Coronavirus
Die Reorganisation der Patientenübernahme und -versorgung wirft Fragen auf
Das Land hat sich auf den Ernstfall eingestellt, die Politik hat die Bevölkerung mobilisiert. Die einen sprechen von Ausnahmesituation, andere, wie Frankreichs Präsident, von Krieg. In diesem Sprachgebrauch arbeiten Ärzte, Krankenpfleger, Apotheker und andere Fachkräfte aus dem Gesundheitssektor an der ersten Verteidigungslinie, unterstützt von etlichen Freiwilligen im Hinterland.
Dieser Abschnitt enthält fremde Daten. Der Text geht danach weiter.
use std::time::{Duration, Instant};

use protos::*;


/// Step of the per-follower log reconciliation ladder a new leader walks
#[derive(Clone, Copy, PartialEq, Debug)]
pub enum LrStep {
	/// No vote ack from this server yet; nothing can be reconciled
	Idle,
	/// Read the follower's not-committed buffer
	GetNc,
	/// Rewind the follower's end offset to the first divergence
	SetEnd,
	/// Push the missing byte range
	UpdateLog,
	/// Refresh cached offsets and lazily write the commit offset
	UpdateEnd,
	/// Follower is in sync; normal submissions keep it that way
	Done
}

/// Leader-side bookkeeping for one peer
#[derive(Clone, Copy)]
pub struct PeerProgress {
	pub step: LrStep,
	/// Our end offset at the time the last UpdateLog write was issued
	pub cached_end: u64,
	/// Failed deliveries on the control path; two in a row means permanent suspicion
	pub fail_count: u8
}

impl PeerProgress {
	pub fn new() -> PeerProgress {
		PeerProgress {
			step: LrStep::Idle,
			cached_end: 0,
			fail_count: 0
		}
	}
}


pub struct ServerFollowerState {
	pub last_heartbeat: Instant,
	pub leader: Option<ServerIdx>
}

pub struct ServerCandidateState {
	pub election_start: Instant,
	pub election_timeout: Duration
}

pub struct ServerLeaderState {
	pub peers: [PeerProgress; MAX_SERVERS]
}

pub enum ServerState {
	Follower(ServerFollowerState),
	Candidate(ServerCandidateState),
	Leader(ServerLeaderState)
}

impl ServerState {
	pub fn new_follower(now: Instant) -> ServerState {
		ServerState::Follower(ServerFollowerState {
			last_heartbeat: now,
			leader: None
		})
	}
}


/// Adaptive follower heartbeat timeout
///
/// Starts at ten heartbeat periods and grows by one period on every false positive (we
/// declared the leader dead, then its heartbeat arrived). Once the false-positive rate over
/// enough samples drops below one in ten thousand the timeout locks
pub struct TimeoutAdjuster {
	hb_period: Duration,
	pub timeout: Duration,
	total: u64,
	fp: u64,
	pub locked: bool,
	pub leader_failed: bool,
	/// Heartbeat consumed by the adjuster, handed to the receive timer
	pub latest_hb: u64
}

const ADJUST_MIN_SAMPLES: u64 = 100_000;
const ADJUST_MAX_FP_RATE: f64 = 0.0001;

impl TimeoutAdjuster {
	pub fn new(hb_period: Duration) -> TimeoutAdjuster {
		TimeoutAdjuster {
			hb_period,
			timeout: hb_period * 10,
			total: 0,
			fp: 0,
			locked: false,
			leader_failed: false,
			latest_hb: 0
		}
	}

	/// One adjuster tick with the freshly cleared leader heartbeat slot
	pub fn observe(&mut self, hb: u64) {
		if self.locked {
			return;
		}

		self.total += 1;

		if hb != 0 {
			self.latest_hb = hb;
			if self.leader_failed {
				self.fp += 1;
				self.leader_failed = false;
				self.timeout += self.hb_period;
			}
		} else {
			self.leader_failed = true;
		}

		if self.total > ADJUST_MIN_SAMPLES
			&& (self.fp as f64 / self.total as f64) < ADJUST_MAX_FP_RATE
		{
			self.locked = true;
		}
	}
}


#[cfg(test)]
mod tests {
	use super::*;

	#[test]
	fn adjuster_grows_on_false_positive() {
		let period = Duration::from_millis(1);
		let mut adj = TimeoutAdjuster::new(period);
		assert_eq!(adj.timeout, period * 10);

		// Missed beat, then a late arrival: one false positive, timeout grows
		adj.observe(0);
		assert!(adj.leader_failed);
		adj.observe(42);
		assert_eq!(adj.latest_hb, 42);
		assert_eq!(adj.timeout, period * 11);
	}

	#[test]
	fn adjuster_locks_after_quiet_run() {
		let mut adj = TimeoutAdjuster::new(Duration::from_millis(1));

		for _ in 0..(ADJUST_MIN_SAMPLES + 1) {
			adj.observe(1);
		}
		assert!(adj.locked);

		let before = adj.timeout;
		adj.observe(0);
		adj.observe(1);
		assert_eq!(adj.timeout, before);
	}
}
Der Arbeitstag kann auf 12 Stunden verlängert werden. Dadurch steige auch das Risiko von Behandlungsfehlern, kritisiert ein Arzt. Foto: Daniel Karmann/dpa
Die Angst, unsere Nachbarländer könnten die Grenzen für die in unseren Krankenhäusern und Senioreneinrichtungen beschäftigten, Zehntausenden medizinischen Fachkräfte schließen, beunruhigt die Politik zu Recht. Dass sie die Gesundheitsversorgung zentralisiert steuern will und Personalreserven für den Notfall bildet, ist durchaus nachvollziehbar. Nur, die Art und Weise, wie diese Reorganisation derzeit erfolgt, stößt nicht überall auf Zustimmung. Die neue Struktur für die Patientenübernahme und -betreuung war zu Wochenbeginn von Gesundheitsministerin Paulette Lenert und dem Präsidenten der Ärzte- und Zahnärztevereinigung, Dr. Alain Schmit, vorgestellt worden. Der Einsatz des medizinischen Personals wird quasi generalstabsmäßig von einer Koordinationsstelle geleitet.